Buffalo Airways has been involved in that industry for 45 years. Twenty of those 45 years with the CL-215s, named the ducks, and you only have to see them parked on the tarmac to see why they are called the ducks.

Over those 45 years, Buffalo Joe has done everything from smoke patrol, Single Otter water bombing, helicopter water bombing, 10 years of birddogging and 20 years with the 215s. Based on that history, let me go out on a limb here and suggest this is a person and a company that may know a bit about aircraft and a bit about fighting fires.

We heard in Committee of the Whole, the last time we considered the capital infrastructure, all of the things that are wrong with the 215s such as access to avgas, an aging fleet, the turnaround time if they’re too far from a sufficiently sized body of water. We heard that the new proposed fleet of 802s would be the ideal solution for fighting fires here in the North.

A government-owned solution grounding a fleet of privately owned aircraft, we made every argument we could think of to dissuade this government and this Minister from dismantling this tried and proven fleet in our northern arsenal from fighting fire.
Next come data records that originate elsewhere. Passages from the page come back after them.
//! Authentication and session lifecycle.
//!
//! Password hashing, signed session tokens, activation links, the session
//! service that ties them to the account store, and access control.

pub mod access;
pub mod account;
pub mod account_validation;
pub mod activation;
pub mod hashing;
pub mod jwt;
pub mod middleware;
pub mod session_service;

pub use access::{bearer_token, require_role, AccessControl};
pub use account::{
    Account, AccountView, DeleteAccountRequest, LoginRequest, LoginResponse, LogoutRequest,
    NewAccount, RegisterRequest, RegisterResponse, RestoreLinkRequest, RestorePasswordRequest,
    UpdateAccountRequest,
};
pub use activation::{activation_url, generate_activation_link, ActivationService};
pub use jwt::{Claims, Role, TokenError, TokenIssuer};
pub use session_service::SessionService;
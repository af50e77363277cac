//! Domain ID Types with NewType Pattern
//!
//! Store-assigned numeric identifiers wrapped so they cannot be confused with
//! other integers at compile time.

use serde::{Deserialize, Serialize};
use std::fmt;
use std::num::ParseIntError;
use std::str::FromStr;

/// Identifier of an account, assigned by the store on insert.
#[derive(
    Debug, Clone, Copy, PartialEq, Eq, PartialOrd, Ord, Hash, Serialize, Deserialize, sqlx::Type,
)]
#[serde(transparent)]
#[sqlx(transparent)]
pub struct AccountId(i64);

impl AccountId {
    pub fn new(value: i64) -> Self {
        Self(value)
    }

    pub fn get(self) -> i64 {
        self.0
    }
}

impl fmt::Display for AccountId {
    fn fmt(&self, f: &mut fmt::Formatter<'_>) -> fmt::Result {
        write!(f, "{}", self.0)
    }
}

impl FromStr for AccountId {
    type Err = ParseIntError;

    fn from_str(s: &str) -> Result<Self, Self::Err> {
        s.parse::<i64>().map(Self)
    }
}

impl From<i64> for AccountId {
    fn from(value: i64) -> Self {
        Self(value)
    }
}

impl From<AccountId> for i64 {
    fn from(id: AccountId) -> Self {
        id.0
    }
}
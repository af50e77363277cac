//! # Storage and Persistence
//!
//! SQLite connectivity, embedded migrations, and the account repository.

pub mod migrations;
pub mod pool;
pub mod repositories;

#[cfg(test)]
pub(crate) mod test_helpers;

pub use crate::config::DatabaseConfig;

pub use migrations::{
    get_migration_version, list_applied_migrations, run_migrations, validate_migrations,
    MigrationInfo,
};
pub use pool::{create_pool, DbPool};
pub use repositories::{AccountRepository, SqlxAccountRepository};

use crate::errors::{Error, Result};

/// Check database connectivity
pub async fn check_connection(pool: &DbPool) -> Result<()> {
    sqlx::query("SELECT 1")
        .fetch_one(pool)
        .await
        .map_err(|e| Error::database(e, "Database connectivity check failed"))?;

    Ok(())
}
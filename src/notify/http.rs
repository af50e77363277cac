//! Mail delivery through a transactional JSON mail API.

use async_trait::async_trait;
use serde::Serialize;
use tracing::{debug, instrument};

use super::Notifier;
use crate::config::NotificationConfig;
use crate::errors::{Error, Result};

#[derive(Debug, Serialize)]
#[serde(rename_all = "camelCase")]
struct EmailAddress {
    email: String,
    #[serde(skip_serializing_if = "Option::is_none")]
    name: Option<String>,
}

#[derive(Debug, Serialize)]
#[serde(rename_all = "camelCase")]
struct SendEmailBody {
    sender: EmailAddress,
    to: Vec<EmailAddress>,
    subject: String,
    html_content: String,
    text_content: String,
}

/// Posts mail to `mail_api_url` with the key in an `api-key` header.
#[derive(Debug, Clone)]
pub struct HttpNotifier {
    client: reqwest::Client,
    endpoint: String,
    api_key: Option<String>,
    sender_email: String,
    sender_name: Option<String>,
}

impl HttpNotifier {
    pub fn from_config(config: &NotificationConfig) -> Result<Self> {
        let endpoint = config
            .mail_api_url
            .clone()
            .filter(|url| !url.trim().is_empty())
            .ok_or_else(|| Error::config("Mail API URL is not configured"))?;

        let client = reqwest::Client::builder()
            .timeout(config.timeout())
            .build()
            .map_err(|e| Error::config(format!("Failed to build mail HTTP client: {}", e)))?;

        Ok(Self {
            client,
            endpoint,
            api_key: config.mail_api_key.clone(),
            sender_email: config.sender_email.clone(),
            sender_name: config.sender_name.clone(),
        })
    }

    async fn send(&self, to: &str, subject: &str, text: String, html: String) -> Result<()> {
        let body = SendEmailBody {
            sender: EmailAddress {
                email: self.sender_email.clone(),
                name: self.sender_name.clone(),
            },
            to: vec![EmailAddress { email: to.to_string(), name: None }],
            subject: subject.to_string(),
            html_content: html,
            text_content: text,
        };

        let mut request = self
            .client
            .post(&self.endpoint)
            .header("Accept", "application/json")
            .json(&body);

        if let Some(key) = &self.api_key {
            request = request.header("api-key", key);
        }

        let response = request
            .send()
            .await
            .map_err(|e| Error::notification(format!("Mail delivery failed: {}", e)))?;

        let status = response.status();
        if !status.is_success() {
            let detail = response.text().await.unwrap_or_default();
            return Err(Error::notification(format!(
                "Mail API returned status {}: {}",
                status, detail
            )));
        }

        debug!(status = status.as_u16(), "Mail accepted by API");
        Ok(())
    }
}

#[async_trait]
impl Notifier for HttpNotifier {
    #[instrument(skip(self, activation_url), fields(email = %email), name = "notify_activation")]
    async fn send_activation_email(&self, email: &str, activation_url: &str) -> Result<()> {
        let text = format!("Activate your account by opening {}", activation_url);
        let html = format!(
            "<p>Activate your account by following <a href=\"{0}\">{0}</a>.</p>",
            activation_url
        );
        self.send(email, "Activate your account", text, html).await
    }

    #[instrument(skip(self, activation_link), fields(email = %email), name = "notify_password_restore")]
    async fn send_password_restore_email(&self, email: &str, activation_link: &str) -> Result<()> {
        let text = format!("Use this code to restore your password: {}", activation_link);
        let html = format!(
            "<p>Use this code to restore your password: <code>{}</code></p>",
            activation_link
        );
        self.send(email, "Restore your password", text, html).await
    }
}
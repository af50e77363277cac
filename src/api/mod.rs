//! # REST API Components
//!
//! Axum transport over the session services: routing, auth middleware wiring,
//! and the mapping from error kinds to HTTP status codes.

pub mod error;
pub mod handlers;
pub mod routes;
pub mod server;

pub use error::ApiError;
pub use routes::{build_router, ApiState};
pub use server::start_api_server;
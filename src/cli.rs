//! # Command Line Interface
//!
//! Starts the API server and offers database and account maintenance commands.

use crate::auth::jwt::Role;
use crate::config::load_config;
use crate::observability::init_logging;
use crate::storage::{
    check_connection, create_pool, get_migration_version, list_applied_migrations,
    run_migrations, validate_migrations, AccountRepository, DbPool, MigrationInfo,
    SqlxAccountRepository,
};
use clap::{Parser, Subcommand};
use std::process;

#[derive(Parser)]
#[command(name = "accountplane")]
#[command(about = "Account registration and session service")]
#[command(version = env!("CARGO_PKG_VERSION"))]
pub struct Cli {
    #[command(subcommand)]
    pub command: Option<Commands>,

    /// Database URL override
    #[arg(long)]
    pub database_url: Option<String>,

    /// Enable verbose logging
    #[arg(short, long)]
    pub verbose: bool,
}

#[derive(Subcommand)]
pub enum Commands {
    /// Start the API server (default)
    Serve {
        /// Port to bind to
        #[arg(short, long)]
        port: Option<u16>,

        /// Address to bind to
        #[arg(short, long)]
        addr: Option<String>,
    },

    /// Database management commands
    Database {
        #[command(subcommand)]
        command: DatabaseCommands,
    },

    /// Account administration commands
    Account {
        #[command(subcommand)]
        command: AccountCommands,
    },
}

#[derive(Subcommand)]
pub enum DatabaseCommands {
    /// Run pending migrations
    Migrate,

    /// Show migration status
    Status,

    /// List all applied migrations
    List,
}

#[derive(Subcommand)]
pub enum AccountCommands {
    /// List all accounts
    List,

    /// Grant the admin role to an existing account
    Promote {
        /// Email of the account
        email: String,
    },
}

/// Run CLI commands
pub async fn run_cli() -> anyhow::Result<()> {
    let cli = Cli::parse();

    let mut config = load_config()?;
    if cli.verbose {
        config.observability.log_level = "debug".to_string();
    }
    if let Some(url) = cli.database_url {
        config.database.url = url;
    }

    init_logging(&config.observability)?;

    match cli.command {
        Some(Commands::Serve { port, addr }) => {
            if let Some(port) = port {
                config.server.port = port;
            }
            if let Some(addr) = addr {
                config.server.host = addr;
            }
            crate::run_server(config).await?;
        }

        Some(Commands::Database { command }) => {
            config.database.auto_migrate = false;
            let pool = create_pool(&config.database).await?;
            handle_database_command(command, &pool).await?;
        }

        Some(Commands::Account { command }) => {
            let pool = create_pool(&config.database).await?;
            handle_account_command(command, pool).await?;
        }

        None => {
            tracing::info!("No command given, starting API server");
            crate::run_server(config).await?;
        }
    }

    Ok(())
}

async fn handle_database_command(command: DatabaseCommands, pool: &DbPool) -> anyhow::Result<()> {
    match command {
        DatabaseCommands::Migrate => {
            println!("Running database migrations...");
            run_migrations(pool).await?;
            println!("Migrations completed successfully!");
        }

        DatabaseCommands::Status => {
            check_connection(pool).await?;
            println!("Database connection OK");

            let version = get_migration_version(pool).await?;
            if validate_migrations(pool).await? {
                println!("Database schema is up to date (version {})", version);
            } else {
                println!("Database schema has pending migrations (version {})", version);
                process::exit(1);
            }
        }

        DatabaseCommands::List => {
            let migrations = list_applied_migrations(pool).await?;
            if migrations.is_empty() {
                println!("No migrations have been applied");
            } else {
                println!("Applied migrations:");
                print_migrations_table(&migrations);
            }
        }
    }

    Ok(())
}

async fn handle_account_command(command: AccountCommands, pool: DbPool) -> anyhow::Result<()> {
    let repository = SqlxAccountRepository::new(pool);

    match command {
        AccountCommands::List => {
            let accounts = repository.find_all().await?;
            if accounts.is_empty() {
                println!("No accounts registered");
                return Ok(());
            }

            println!(
                "{:<8} {:<32} {:<24} {:<10} {:<6}",
                "ID", "Email", "Name", "Activated", "Role"
            );
            println!("{}", "-".repeat(84));
            for account in accounts {
                println!(
                    "{:<8} {:<32} {:<24} {:<10} {:<6}",
                    account.id, account.email, account.full_name, account.is_activated, account.role
                );
            }
        }

        AccountCommands::Promote { email } => {
            let account = repository
                .find_by_email(&email)
                .await?
                .ok_or_else(|| anyhow::anyhow!("No account registered for {}", email))?;

            if account.role == Role::Admin {
                println!("{} is already an admin", email);
                return Ok(());
            }

            repository.set_role(account.id, Role::Admin).await?;
            println!("{} is now an admin (takes effect at next login)", email);
        }
    }

    Ok(())
}

fn print_migrations_table(migrations: &[MigrationInfo]) {
    println!("{:<16} {:<40} {:<20} {:<10}", "Version", "Description", "Applied At", "Time (ms)");
    println!("{}", "-".repeat(90));

    for migration in migrations {
        println!(
            "{:<16} {:<40} {:<20} {:<10}",
            migration.version,
            migration.description,
            migration.installed_on.format("%Y-%m-%d %H:%M:%S"),
            migration.execution_time
        );
    }
}

#[cfg(test)]
mod tests {
    use super::*;
    use clap::CommandFactory;

    #[test]
    fn cli_definition_is_consistent() {
        Cli::command().debug_assert();
    }

    #[test]
    fn parses_subcommands() {
        let cli = Cli::try_parse_from(["accountplane", "serve", "--port", "9090"]).unwrap();
        assert!(matches!(cli.command, Some(Commands::Serve { port: Some(9090), addr: None })));

        let cli = Cli::try_parse_from(["accountplane", "account", "promote", "a@x.com"]).unwrap();
        match cli.command {
            Some(Commands::Account { command: AccountCommands::Promote { email } }) => {
                assert_eq!(email, "a@x.com")
            }
            _ => panic!("expected account promote"),
        }

        let cli = Cli::try_parse_from(["accountplane", "-v"]).unwrap();
        assert!(cli.verbose);
        assert!(cli.command.is_none());
    }
}
//! Domain primitives shared by the auth core and the storage layer.

pub mod id;

pub use id::AccountId;
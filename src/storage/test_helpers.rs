//! Test database utilities for in-library tests.
//!
//! Each call yields a fresh in-memory SQLite database with all migrations
//! applied, so tests never share state. [`LogoutAfterReadRepository`] replays
//! a logout between a service's read and its write.
//!
//! This module is only available in test builds (`#[cfg(test)]`).

use std::sync::Arc;

use async_trait::async_trait;

use crate::auth::account::{Account, NewAccount};
use crate::auth::jwt::Role;
use crate::config::DatabaseConfig;
use crate::domain::AccountId;
use crate::errors::Result;
use crate::storage::{create_pool, AccountRepository, DbPool, SqlxAccountRepository};

/// Fresh migrated in-memory database.
pub async fn memory_pool() -> DbPool {
    let config = DatabaseConfig {
        url: "sqlite::memory:".to_string(),
        auto_migrate: true,
        ..Default::default()
    };

    create_pool(&config).await.expect("in-memory test database should start")
}

/// Delegates to a real repository, but revokes the session of every account
/// it reads right after the read. Services see the row as it was while a
/// logout lands before their write.
pub struct LogoutAfterReadRepository {
    pub inner: Arc<SqlxAccountRepository>,
}

impl LogoutAfterReadRepository {
    async fn logout(&self, found: Result<Option<Account>>) -> Result<Option<Account>> {
        if let Some(account) = found.as_ref().ok().and_then(Option::as_ref) {
            self.inner.update_token(account.id, None).await?;
        }
        found
    }
}

#[async_trait]
impl AccountRepository for LogoutAfterReadRepository {
    async fn find_all(&self) -> Result<Vec<Account>> {
        self.inner.find_all().await
    }

    async fn find_by_email(&self, email: &str) -> Result<Option<Account>> {
        let found = self.inner.find_by_email(email).await;
        self.logout(found).await
    }

    async fn find_by_id(&self, id: AccountId) -> Result<Option<Account>> {
        let found = self.inner.find_by_id(id).await;
        self.logout(found).await
    }

    async fn find_by_activation_link(&self, link: &str) -> Result<Option<Account>> {
        let found = self.inner.find_by_activation_link(link).await;
        self.logout(found).await
    }

    async fn insert(&self, account: NewAccount) -> Result<AccountId> {
        self.inner.insert(account).await
    }

    async fn update_token(&self, id: AccountId, token: Option<&str>) -> Result<()> {
        self.inner.update_token(id, token).await
    }

    async fn clear_token_by_token(&self, token: &str) -> Result<bool> {
        self.inner.clear_token_by_token(token).await
    }

    async fn set_activated(&self, id: AccountId) -> Result<bool> {
        self.inner.set_activated(id).await
    }

    async fn update_profile(&self, id: AccountId, full_name: &str, email: &str) -> Result<()> {
        self.inner.update_profile(id, full_name, email).await
    }

    async fn replace_password(
        &self,
        id: AccountId,
        current_link: &str,
        password_hash: &str,
        next_link: &str,
    ) -> Result<bool> {
        self.inner.replace_password(id, current_link, password_hash, next_link).await
    }

    async fn set_role(&self, id: AccountId, role: Role) -> Result<()> {
        self.inner.set_role(id, role).await
    }

    async fn delete_by_email(&self, email: &str) -> Result<bool> {
        self.inner.delete_by_email(email).await
    }
}
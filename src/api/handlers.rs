//! HTTP handlers. Each one decodes the request, calls a service, and renders
//! the result; failures convert into [`ApiError`].

use axum::{
    extract::{rejection::JsonRejection, Extension, Path, State},
    http::StatusCode,
    response::Redirect,
    Json,
};
use serde::Serialize;
use tracing::info;
use validator::Validate;

use crate::auth::access::require_role;
use crate::auth::account::{
    AccountView, DeleteAccountRequest, LoginRequest, LoginResponse, LogoutRequest,
    RegisterRequest, RegisterResponse, RestoreLinkRequest, RestorePasswordRequest,
    UpdateAccountRequest,
};
use crate::auth::jwt::{Claims, Role};
use crate::errors::Error;

use super::error::ApiError;
use super::routes::ApiState;

#[derive(Debug, Serialize)]
pub struct MessageResponse {
    pub message: String,
}

impl MessageResponse {
    fn new(message: impl Into<String>) -> Json<Self> {
        Json(Self { message: message.into() })
    }
}

#[derive(Debug, Serialize)]
pub struct HealthResponse {
    pub status: &'static str,
    pub version: &'static str,
}

pub async fn health_handler() -> Json<HealthResponse> {
    Json(HealthResponse { status: "ok", version: crate::VERSION })
}

pub async fn register_handler(
    State(state): State<ApiState>,
    payload: Result<Json<RegisterRequest>, JsonRejection>,
) -> Result<(StatusCode, Json<RegisterResponse>), ApiError> {
    let Json(request) = payload?;
    let token = state.session.register(request).await?;
    Ok((StatusCode::CREATED, Json(RegisterResponse { token })))
}

pub async fn activate_handler(
    State(state): State<ApiState>,
    Path(link): Path<String>,
) -> Result<Redirect, ApiError> {
    let account = state.activation.activate(&link).await?;
    info!(account_id = %account.id, "Activation link followed");
    Ok(Redirect::to(&state.client_url))
}

pub async fn login_handler(
    State(state): State<ApiState>,
    payload: Result<Json<LoginRequest>, JsonRejection>,
) -> Result<Json<LoginResponse>, ApiError> {
    let Json(request) = payload?;
    let (token, account) = state.session.login(request).await?;
    Ok(Json(LoginResponse { token, account }))
}

pub async fn logout_handler(
    State(state): State<ApiState>,
    payload: Result<Json<LogoutRequest>, JsonRejection>,
) -> Result<Json<MessageResponse>, ApiError> {
    let Json(request) = payload?;
    request.validate().map_err(Error::from)?;
    state.session.logout(&request.token).await?;
    Ok(MessageResponse::new("Logged out"))
}

pub async fn me_handler(
    State(state): State<ApiState>,
    Extension(claims): Extension<Claims>,
) -> Result<Json<AccountView>, ApiError> {
    let account_id = claims.account_id().map_err(Error::from)?;
    Ok(Json(state.session.account(account_id).await?))
}

pub async fn update_me_handler(
    State(state): State<ApiState>,
    Extension(claims): Extension<Claims>,
    payload: Result<Json<UpdateAccountRequest>, JsonRejection>,
) -> Result<Json<AccountView>, ApiError> {
    let Json(request) = payload?;
    let account_id = claims.account_id().map_err(Error::from)?;
    Ok(Json(state.session.update_account(account_id, request).await?))
}

/// Callers may delete themselves; deleting anyone else needs the admin role.
pub async fn delete_account_handler(
    State(state): State<ApiState>,
    Extension(claims): Extension<Claims>,
    payload: Result<Json<DeleteAccountRequest>, JsonRejection>,
) -> Result<Json<MessageResponse>, ApiError> {
    let Json(request) = payload?;
    request.validate().map_err(Error::from)?;

    let caller = state.session.account(claims.account_id().map_err(Error::from)?).await?;
    if caller.email != request.email {
        require_role(&claims, Role::Admin)?;
    }

    state.session.delete_account(&request.email).await?;
    Ok(MessageResponse::new("Account deleted"))
}

pub async fn restore_request_handler(
    State(state): State<ApiState>,
    payload: Result<Json<RestoreLinkRequest>, JsonRejection>,
) -> Result<(StatusCode, Json<MessageResponse>), ApiError> {
    let Json(request) = payload?;
    request.validate().map_err(Error::from)?;
    state.session.request_password_restore(&request.email).await?;
    Ok((
        StatusCode::ACCEPTED,
        MessageResponse::new("If the account exists, a restore mail has been sent"),
    ))
}

pub async fn restore_password_handler(
    State(state): State<ApiState>,
    payload: Result<Json<RestorePasswordRequest>, JsonRejection>,
) -> Result<Json<MessageResponse>, ApiError> {
    let Json(request) = payload?;
    state.session.restore_password(request).await?;
    Ok(MessageResponse::new("Password updated"))
}

pub async fn list_accounts_handler(
    State(state): State<ApiState>,
) -> Result<Json<Vec<AccountView>>, ApiError> {
    Ok(Json(state.session.list_accounts().await?))
}
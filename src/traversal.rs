use crate::importer::{Conversation, Message, Node};
use chrono::{DateTime, Utc};
use std::collections::{HashMap, VecDeque};
use thiserror::Error;

#[derive(Debug, Clone, Copy, PartialEq, Eq)]
pub enum Speaker {
    Me,
    Cg,
}

impl Speaker {
    fn from_role(role: &str) -> Option<Self> {
        match role {
            "user" => Some(Self::Me),
            "assistant" => Some(Self::Cg),
            _ => None,
        }
    }

    pub fn label(self) -> &'static str {
        match self {
            Self::Me => "Me",
            Self::Cg => "CG",
        }
    }

    /// CSS class of the bubble.
    pub fn class(self) -> &'static str {
        match self {
            Self::Me => "user",
            Self::Cg => "assistant",
        }
    }
}

/// One message, ready to render.
#[derive(Debug, Clone, PartialEq)]
pub struct RenderedLine {
    pub speaker: Speaker,
    pub text: String,
    pub timestamp: Option<DateTime<Utc>>,
}

#[derive(Debug, Error, PartialEq, Eq)]
pub enum TraversalError {
    #[error("root node {0:?} is not in the mapping")]
    MissingRoot(String),
    #[error("node {parent:?} lists child {child:?} which is not in the mapping")]
    DanglingChild { parent: String, child: String },
}

struct ArenaNode<'a> {
    message: Option<&'a Message>,
    children: Vec<usize>,
}

/// Dense, index-addressed view of a conversation's keyed mapping.
/// Child ids are resolved once, so a dangling id surfaces before traversal.
struct NodeArena<'a> {
    nodes: Vec<ArenaNode<'a>>,
    index: HashMap<&'a str, usize>,
}

impl<'a> NodeArena<'a> {
    fn build(conversation: &'a Conversation) -> Result<Self, TraversalError> {
        let mut index: HashMap<&'a str, usize> = HashMap::with_capacity(conversation.mapping.len());
        let mut slots: Vec<usize> = Vec::with_capacity(conversation.mapping.len());
        for (id, _) in &conversation.mapping {
            // A repeated key keeps its first position; the later value wins, as in a JSON object.
            let next = index.len();
            let slot = *index.entry(id.as_str()).or_insert(next);
            slots.push(slot);
        }

        let mut sources: Vec<Option<(&'a str, &'a Node)>> = vec![None; index.len()];
        for ((id, node), slot) in conversation.mapping.iter().zip(&slots) {
            sources[*slot] = Some((id.as_str(), node));
        }

        let mut nodes = Vec::with_capacity(sources.len());
        for (id, node) in sources.into_iter().flatten() {
            let children = node
                .children
                .iter()
                .map(|child| {
                    index
                        .get(child.as_str())
                        .copied()
                        .ok_or_else(|| TraversalError::DanglingChild {
                            parent: id.to_string(),
                            child: child.clone(),
                        })
                })
                .collect::<Result<Vec<_>, _>>()?;
            nodes.push(ArenaNode {
                message: node.message.as_ref(),
                children,
            });
        }

        Ok(Self { nodes, index })
    }

    fn start(&self, root: Option<&str>) -> Result<Option<usize>, TraversalError> {
        if self.nodes.is_empty() {
            return Ok(None);
        }
        match root {
            Some(id) => self
                .index
                .get(id)
                .copied()
                .map(Some)
                .ok_or_else(|| TraversalError::MissingRoot(id.to_string())),
            None => Ok(Some(0)),
        }
    }
}

/// Flatten a conversation tree into speaker lines, breadth-first from the root
/// (or the first mapping entry when no root is declared).
///
/// Messages from roles other than `user`/`assistant` produce no line, but their
/// children are still visited. A node reachable twice is only visited once.
pub fn linearize(conversation: &Conversation) -> Result<Vec<RenderedLine>, TraversalError> {
    let arena = NodeArena::build(conversation)?;
    let Some(start) = arena.start(conversation.root.as_deref())? else {
        return Ok(Vec::new());
    };

    let mut lines = Vec::new();
    let mut seen = vec![false; arena.nodes.len()];
    let mut queue = VecDeque::from([start]);
    seen[start] = true;

    while let Some(idx) = queue.pop_front() {
        let node = &arena.nodes[idx];

        if let Some(msg) = node.message
            && let Some(speaker) = msg.role().and_then(Speaker::from_role)
        {
            lines.push(RenderedLine {
                speaker,
                text: msg.text(),
                timestamp: msg.created_at(),
            });
        }

        for &child in &node.children {
            if !seen[child] {
                seen[child] = true;
                queue.push_back(child);
            }
        }
    }

    log::debug!(
        "linearized {:?}: {} nodes, {} lines",
        conversation.display_id(),
        arena.nodes.len(),
        lines.len()
    );
    Ok(lines)
}

#[cfg(test)]
mod tests {
    use super::*;

    fn conv(json: &str) -> Conversation {
        serde_json::from_str(json).unwrap()
    }

    fn texts(lines: &[RenderedLine]) -> Vec<(&str, &str)> {
        lines
            .iter()
            .map(|l| (l.speaker.label(), l.text.as_str()))
            .collect()
    }

    #[test]
    fn single_user_message_under_placeholder_root() {
        let c = conv(
            r#"{"title":"T1","root":"a","mapping":{
                "a":{"message":null,"children":["b"]},
                "b":{"message":{"author":{"role":"user"},"content":{"parts":["Hi"]}},"children":[]}}}"#,
        );
        assert_eq!(texts(&linearize(&c).unwrap()), [("Me", "Hi")]);
    }

    #[test]
    fn breadth_first_order() {
        // r -> (u1 -> a2), (a1 -> u2)
        let c = conv(
            r#"{"root":"r","mapping":{
                "a2":{"message":{"author":{"role":"assistant"},"content":{"parts":["a2"]}},"children":[]},
                "u2":{"message":{"author":{"role":"user"},"content":{"parts":["u2"]}},"children":[]},
                "r":{"children":["u1","a1"]},
                "u1":{"message":{"author":{"role":"user"},"content":{"parts":["u1"]}},"children":["a2"]},
                "a1":{"message":{"author":{"role":"assistant"},"content":{"parts":["a1"]}},"children":["u2"]}}}"#,
        );
        assert_eq!(
            texts(&linearize(&c).unwrap()),
            [("Me", "u1"), ("CG", "a1"), ("CG", "a2"), ("Me", "u2")]
        );
    }

    #[test]
    fn other_roles_are_skipped_but_children_visited() {
        let c = conv(
            r#"{"root":"s","mapping":{
                "s":{"message":{"author":{"role":"system"},"content":{"parts":["sys"]}},"children":["t"]},
                "t":{"message":{"author":{"role":"tool"},"content":{"parts":["tool"]}},"children":["n"]},
                "n":{"message":{"content":{"parts":["no author"]}},"children":["u"]},
                "u":{"message":{"author":{"role":"user"},"content":{"parts":["deep"]}},"children":[]}}}"#,
        );
        assert_eq!(texts(&linearize(&c).unwrap()), [("Me", "deep")]);
    }

    #[test]
    fn first_entry_is_root_when_undeclared() {
        let c = conv(
            r#"{"mapping":{
                "x":{"message":{"author":{"role":"assistant"},"content":{"parts":["first"]}},"children":["y"]},
                "y":{"message":{"author":{"role":"user"},"content":{"parts":["second"]}},"children":[]}}}"#,
        );
        assert_eq!(
            texts(&linearize(&c).unwrap()),
            [("CG", "first"), ("Me", "second")]
        );
    }

    #[test]
    fn empty_mapping_yields_nothing() {
        assert!(linearize(&conv(r#"{"mapping":{}}"#)).unwrap().is_empty());
        assert!(linearize(&conv(r#"{"root":"a","mapping":{}}"#)).unwrap().is_empty());
    }

    #[test]
    fn missing_root_is_an_error() {
        let c = conv(r#"{"root":"nope","mapping":{"a":{"children":[]}}}"#);
        assert_eq!(
            linearize(&c).unwrap_err(),
            TraversalError::MissingRoot("nope".into())
        );
    }

    #[test]
    fn dangling_child_is_an_error() {
        let c = conv(r#"{"root":"a","mapping":{"a":{"children":["ghost"]}}}"#);
        assert_eq!(
            linearize(&c).unwrap_err(),
            TraversalError::DanglingChild {
                parent: "a".into(),
                child: "ghost".into()
            }
        );
    }

    #[test]
    fn cycles_terminate() {
        let c = conv(
            r#"{"root":"a","mapping":{
                "a":{"message":{"author":{"role":"user"},"content":{"parts":["a"]}},"children":["b"]},
                "b":{"message":{"author":{"role":"assistant"},"content":{"parts":["b"]}},"children":["a","b"]}}}"#,
        );
        assert_eq!(texts(&linearize(&c).unwrap()), [("Me", "a"), ("CG", "b")]);
    }

    #[test]
    fn non_text_parts_contribute_nothing() {
        let c = conv(
            r#"{"root":"a","mapping":{
                "a":{"message":{"author":{"role":"user"},"content":{"parts":["x",{"k":1},null,"y"]}},"children":[]}}}"#,
        );
        assert_eq!(texts(&linearize(&c).unwrap()), [("Me", "xy")]);
    }
}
We even suggested a hybrid approach: add the 802s but keep the 215s, as each aircraft has a very different capability and application. But no, this Minister will hear nothing of it.

Fast forward one year and already Alberta has lost two 802s. Two accidents, two planes down. One fatality in these single-manned 802s with floats that were never intended for the task of fighting a big fire with smoke updrafts and the restricted maneuverability of adding floats to an aircraft designed for fair-weather crop dusting, short hauls and small fires. But the 215s, like the DC3s and DC4s, are flying tanks meant for heavy payload and can fly into the kind of atmospheric conditions that are created by a large fire.

I want to ask if anyone else sees a trend here, Mr. Speaker.

I’d like to seek unanimous consent to conclude my statement, please.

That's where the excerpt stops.